Hamid takes a while to come down. I call him on his mobile. He says that he is stuck waiting for the lifts. The sudden demand on the lifts with hundreds of people wanting to descend at the same time clears a bottleneck and makes a last minute dash to prayers practically impossible.
This reminds me of our recent trip to Makkah. We were staying right opposite the Haram (Holy Mosque in Makkah) and so were hoping to get to the Mosque once the Adhan (call to prayer) was called. We were sadly mistaken. Stuck on the 34th floor, the lifts were hopelessly inadequate and ill designed. On occasions it took us over half an hour to get to the Haram. Seeing a similar plight in the glittering Petronas Towers, I make a mental note that a new formula for people’s movement around prayer times needs to be worked upon which would alleviate this hapless waste of time.
Hamid finally arrives but announces that we have to wait for two other friends who are joining us. As soon as we are all there we take a cab for the short ride to Masjid India. As its name indicates this is a Mosque in the centre of old Kuala Lumpur, which was build by South Indian Muslims. The area is still a busy hub of small shops, food stalls and restaurants. Many of these are run by South Indian Muslims. We proceed to our favourite joint in Jalan Masjid India (Masjid India Street) – Restoran Jalil (Malaysians seldom pronounce the tí at the end of restaurant), for a pre-Jum’a bite to eat. Many eat after Jum’a, but the crush of worshippers wanting to have their lunch post-Jum’a needs to be avoided if one wants to get back in time.
As soon as we have taken our seats, other friends begin to arrive. We are now fifteen of us having lunch. We get rice and an assortment of Indian curries – fish, chicken, mutton are served. The delicious small portions are quickly consumed. The bankers, fund managers, civil servants, engineers etc who have joined us engage in small talk about current affairs. This high powered group of professionals seems so unassuming in their rolled up sleeves and flip flops that they could be mistaken for street idlers. Te tarih (pulled tea) and Kopi (Coffee) rounds off the small meal and we proceed to the Mosque.

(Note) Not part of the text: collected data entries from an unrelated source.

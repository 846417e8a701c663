//! Result and error types for Tenaz.
//!
//! The taxonomy mirrors how callers branch: `NotFound`, `Ambiguous`,
//! `StateMismatch` and `AllTiersExhausted` are the resolution/interaction
//! outcomes that mutating operations surface. Read-only operations never
//! return them; they collapse to `false`/`None` at the [`crate::Session`]
//! boundary.

use thiserror::Error;

/// Result type for Tenaz operations
pub type TenazResult<T> = Result<T, TenazError>;

/// Errors that can occur in Tenaz
#[derive(Debug, Error)]
pub enum TenazError {
    /// No candidate of a locator spec resolved to an actionable element
    #[error("No element found for '{target}' ({action}) after {attempts} attempt(s); candidates: {candidates}")]
    NotFound {
        /// Operation that needed the element
        action: String,
        /// Logical target description
        target: String,
        /// Rendered candidate list
        candidates: String,
        /// Number of full resolution passes
        attempts: u32,
    },

    /// Something matched, but ownership could not be decided
    #[error("Ambiguous match for '{target}': {reason}")]
    Ambiguous {
        /// Logical target description
        target: String,
        /// Why disambiguation failed
        reason: String,
    },

    /// An action was applied but the expected state was never observed
    #[error(
        "'{action}' on '{target}' did not reach {expected} within {timeout_ms}ms; \
         resolved by {resolved}; candidates: {candidates}"
    )]
    StateMismatch {
        /// Attempted action
        action: String,
        /// Logical target description
        target: String,
        /// Expected post-condition
        expected: String,
        /// Verification timeout in milliseconds
        timeout_ms: u64,
        /// Which candidate resolved the target, and after how many passes
        resolved: String,
        /// Rendered candidate list
        candidates: String,
    },

    /// Every escalation tier failed for an action
    #[error(
        "All tiers exhausted for '{action}' on '{target}': {failures}; \
         resolved by {resolved}; candidates: {candidates}"
    )]
    AllTiersExhausted {
        /// Attempted action
        action: String,
        /// Logical target description
        target: String,
        /// Which candidate resolved the target, and after how many passes
        resolved: String,
        /// Rendered candidate list
        candidates: String,
        /// Rendered per-tier failures
        failures: String,
    },

    /// Operation called in the wrong state (e.g. on a closed overlay)
    #[error("Invalid state: {message}")]
    InvalidState {
        /// Error message
        message: String,
    },

    /// Locator could not be built
    #[error("Invalid locator: {message}")]
    InvalidLocator {
        /// Error message
        message: String,
    },

    /// Remote page reported a failure
    #[error("Page error: {message}")]
    Page {
        /// Error message
        message: String,
    },

    /// Browser launch error
    #[error("Failed to launch browser: {message}")]
    BrowserLaunch {
        /// Error message
        message: String,
    },

    /// Navigation error
    #[error("Navigation to {url} failed: {message}")]
    Navigation {
        /// URL that failed
        url: String,
        /// Error message
        message: String,
    },

    /// Configuration could not be loaded
    #[error("Config error: {message}")]
    Config {
        /// Error message
        message: String,
    },

    /// I/O error
    #[error("I/O error: {0}")]
    Io(#[from] std::io::Error),

    /// JSON error
    #[error("JSON error: {0}")]
    Json(#[from] serde_json::Error),
}

impl TenazError {
    /// Shorthand for a remote page failure
    pub fn page(message: impl Into<String>) -> Self {
        Self::Page {
            message: message.into(),
        }
    }

    /// Whether this error means "the thing is not there" rather than "it broke"
    #[must_use]
    pub const fn is_absence(&self) -> bool {
        matches!(self, Self::NotFound { .. } | Self::Ambiguous { .. })
    }
}

#[cfg(test)]
mod tests {
    use super::*;

    #[test]
    fn test_not_found_message_carries_context() {
        let err = TenazError::NotFound {
            action: "click".into(),
            target: "save button".into(),
            candidates: "[0] role=button name~\"Save\"".into(),
            attempts: 3,
        };
        let msg = err.to_string();
        assert!(msg.contains("save button"));
        assert!(msg.contains("3 attempt"));
        assert!(msg.contains("role=button"));
        assert!(msg.contains("(click)"));
    }

    #[test]
    fn test_state_mismatch_message() {
        let err = TenazError::StateMismatch {
            action: "fill".into(),
            target: "coupon code".into(),
            expected: "value = \"SAVE10\"".into(),
            timeout_ms: 3000,
            resolved: "candidate [1] after 2 attempt(s)".into(),
            candidates: "[0] css=#code; [1] role=textbox".into(),
        };
        let msg = err.to_string();
        assert!(msg.contains("3000ms"));
        assert!(msg.contains("candidate [1] after 2 attempt(s)"));
        assert!(msg.contains("[1] role=textbox"));
    }

    #[test]
    fn test_is_absence() {
        assert!(TenazError::Ambiguous {
            target: "t".into(),
            reason: "r".into()
        }
        .is_absence());
        assert!(!TenazError::page("boom").is_absence());
    }
}
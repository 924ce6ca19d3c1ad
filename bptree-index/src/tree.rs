//! Tree-level insertion protocol and cursor (C4): recursive descent,
//! overflow propagation from leaf to root, root-splitting, and the
//! forward scan cursor.

use std::path::Path;

use crate::error::{IndexError, IndexResult};
use crate::locator::TupleLocator;
use crate::node::{InternalNode, LeafNode, NodeResult};
use crate::page::{OpenMode, PageStore};

/// Outcome of a recursive insert: either the subtree absorbed the key, or
/// it split and is handing a promoted separator back up to its parent.
#[derive(Debug, Clone, Copy, PartialEq, Eq)]
enum InsertOutcome {
    NoSplit,
    Split { key: i32, page_id: i32 },
}

/// Cursor into the leaf chain: a leaf page id plus an entry index, which
/// may be exactly `key_count` (meaning "advance to the sibling first").
#[derive(Debug, Clone, Copy, PartialEq, Eq)]
pub struct Cursor {
    pub page_id: i32,
    pub entry_index: i32,
}

/// A disk-backed B+-tree index over signed 32-bit keys, generic over the
/// page-addressed backing store.
pub struct TreeIndex<S: PageStore> {
    store: S,
    root_page_id: i32,
    height: i32,
}

impl<S: PageStore> TreeIndex<S> {
    pub fn open(path: &Path, mode: OpenMode) -> IndexResult<Self> {
        let mut store = S::open(path, mode)?;

        let mut header = crate::page::empty_page();
        store.read(0, &mut header)?;
        let root_page_id = read_i32(&header, 0);
        let height = read_i32(&header, 4);

        tracing::debug!(root_page_id, height, "opened index");

        Ok(TreeIndex {
            store,
            root_page_id,
            height,
        })
    }

    pub fn height(&self) -> i32 {
        self.height
    }

    pub fn root_page_id(&self) -> i32 {
        self.root_page_id
    }

    pub fn close(mut self) -> IndexResult<()> {
        let mut header = crate::page::empty_page();
        write_i32(&mut header, 0, self.root_page_id);
        write_i32(&mut header, 4, self.height);
        self.store.write(0, &header)?;
        tracing::debug!(
            root_page_id = self.root_page_id,
            height = self.height,
            "closing index"
        );
        self.store.close()
    }

    /// Inserts `(key, locator)`. `key` must not be `0`.
    pub fn insert(&mut self, key: i32, locator: TupleLocator) -> IndexResult<()> {
        if self.height == 0 {
            let mut leaf = LeafNode::new_empty();
            leaf.insert(key, locator)?.expect_ok("empty leaf always has room");
            let page_id = self.store.next_page_id_on_append();
            leaf.write(&mut self.store, page_id)?;
            self.root_page_id = page_id;
            self.height = 1;
            tracing::debug!(page_id, "created root leaf");
            return Ok(());
        }

        match self.descend_insert(key, locator, 1, self.root_page_id)? {
            InsertOutcome::NoSplit => Ok(()),
            InsertOutcome::Split { key: sep_key, page_id: sibling_page } => {
                let new_root = InternalNode::initialize_root(self.root_page_id, sep_key, sibling_page);
                let new_root_page = self.store.next_page_id_on_append();
                new_root.write(&mut self.store, new_root_page)?;
                self.root_page_id = new_root_page;
                self.height += 1;
                tracing::debug!(
                    new_root_page,
                    height = self.height,
                    separator = sep_key,
                    "root split, tree grew"
                );
                Ok(())
            }
        }
    }

    fn descend_insert(
        &mut self,
        key: i32,
        locator: TupleLocator,
        current_depth: i32,
        current_page: i32,
    ) -> IndexResult<InsertOutcome> {
        if current_depth == self.height {
            let mut leaf = LeafNode::read(&mut self.store, current_page)?;

            match leaf.insert(key, locator)? {
                NodeResult::Ok(()) => {
                    leaf.write(&mut self.store, current_page)?;
                    Ok(InsertOutcome::NoSplit)
                }
                NodeResult::NodeFull => {
                    let mut sibling = LeafNode::new_empty();
                    let promoted_key = leaf.insert_and_split(key, locator, &mut sibling)?;

                    let sibling_page = self.store.next_page_id_on_append();
                    sibling.set_next(leaf.get_next());
                    leaf.set_next(sibling_page);

                    leaf.write(&mut self.store, current_page)?;
                    sibling.write(&mut self.store, sibling_page)?;

                    tracing::debug!(
                        left_page = current_page,
                        sibling_page,
                        separator = promoted_key,
                        "leaf split"
                    );

                    Ok(InsertOutcome::Split {
                        key: promoted_key,
                        page_id: sibling_page,
                    })
                }
            }
        } else {
            let mut internal = InternalNode::read(&mut self.store, current_page)?;
            let child_page = internal.locate_child(key);

            match self.descend_insert(key, locator, current_depth + 1, child_page)? {
                InsertOutcome::NoSplit => Ok(InsertOutcome::NoSplit),
                InsertOutcome::Split { key: sep_key, page_id: sep_page } => {
                    match internal.insert(sep_key, sep_page)? {
                        NodeResult::Ok(()) => {
                            internal.write(&mut self.store, current_page)?;
                            Ok(InsertOutcome::NoSplit)
                        }
                        NodeResult::NodeFull => {
                            let mut sibling = InternalNode::new_empty();
                            let mid_key =
                                internal.insert_and_split(sep_key, sep_page, &mut sibling)?;

                            let sibling_page = self.store.next_page_id_on_append();
                            internal.write(&mut self.store, current_page)?;
                            sibling.write(&mut self.store, sibling_page)?;

                            tracing::debug!(
                                left_page = current_page,
                                sibling_page,
                                separator = mid_key,
                                "internal split"
                            );

                            Ok(InsertOutcome::Split {
                                key: mid_key,
                                page_id: sibling_page,
                            })
                        }
                    }
                }
            }
        }
    }

    /// Locates the smallest stored key `>= search_key`. Fails with
    /// [`IndexError::EmptyTree`] if the tree holds no entries.
    pub fn locate(&mut self, search_key: i32) -> IndexResult<Cursor> {
        if self.height == 0 {
            return Err(IndexError::EmptyTree);
        }

        let mut page_id = self.root_page_id;
        for _ in 1..self.height {
            let internal = InternalNode::read(&mut self.store, page_id)?;
            page_id = internal.locate_child(search_key);
        }

        let leaf = LeafNode::read(&mut self.store, page_id)?;
        let entry_index = leaf.locate(search_key);

        Ok(Cursor { page_id, entry_index })
    }

    /// Reads the entry at `cursor` and advances it. Returns `Ok(None)` at
    /// end of tree: the terminal entry of the last leaf is still returned
    /// once, with end-of-tree surfacing only on the *following* call, so a
    /// scan driver's predicate can examine the last tuple.
    ///
    /// `entry_index == key_count` is not itself invalid: it means "advance
    /// to the sibling leaf" and is resolved before any entry is read, so a
    /// cursor landing exactly on a leaf boundary still makes progress.
    pub fn read_forward(
        &mut self,
        cursor: &mut Cursor,
    ) -> IndexResult<Option<(i32, TupleLocator)>> {
        if cursor.page_id < 0 {
            return Ok(None);
        }

        let mut leaf = LeafNode::read(&mut self.store, cursor.page_id)?;
        let mut key_count = leaf.key_count();

        if cursor.entry_index < 0 || cursor.entry_index > key_count {
            return Err(IndexError::InvalidCursor);
        }

        if cursor.entry_index == key_count {
            let next = leaf.get_next();
            if next == -1 {
                return Ok(None);
            }
            cursor.page_id = next;
            cursor.entry_index = 0;
            leaf = LeafNode::read(&mut self.store, cursor.page_id)?;
            key_count = leaf.key_count();
        }

        let entry = leaf.read_entry(cursor.entry_index as usize);

        if cursor.entry_index < key_count - 1 {
            cursor.entry_index += 1;
        } else {
            cursor.page_id = leaf.get_next();
            cursor.entry_index = 0;
        }

        Ok(Some(entry))
    }
}

fn read_i32(buf: &[u8], offset: usize) -> i32 {
    i32::from_le_bytes(buf[offset..offset + 4].try_into().unwrap())
}

fn write_i32(buf: &mut [u8], offset: usize, value: i32) {
    buf[offset..offset + 4].copy_from_slice(&value.to_le_bytes());
}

Flip flops and sandals are left at the doorway of the mosque. People wearing shoes have to think twice. They can either leave their shoes at the doorway or take it downstairs and park them with an attendant for a small charge. Those who leave it at the doorway engage in intriguing strategies to ‘protect’them. Two people keep one shoe each in separate places thus ‘avoiding giving the temptation’ to somebody to walk away with them upon completion of the prayers. (Again, Malaysians seldom talk of theft. They would rather use the idea of ‘avoiding providing temptation’ to others!).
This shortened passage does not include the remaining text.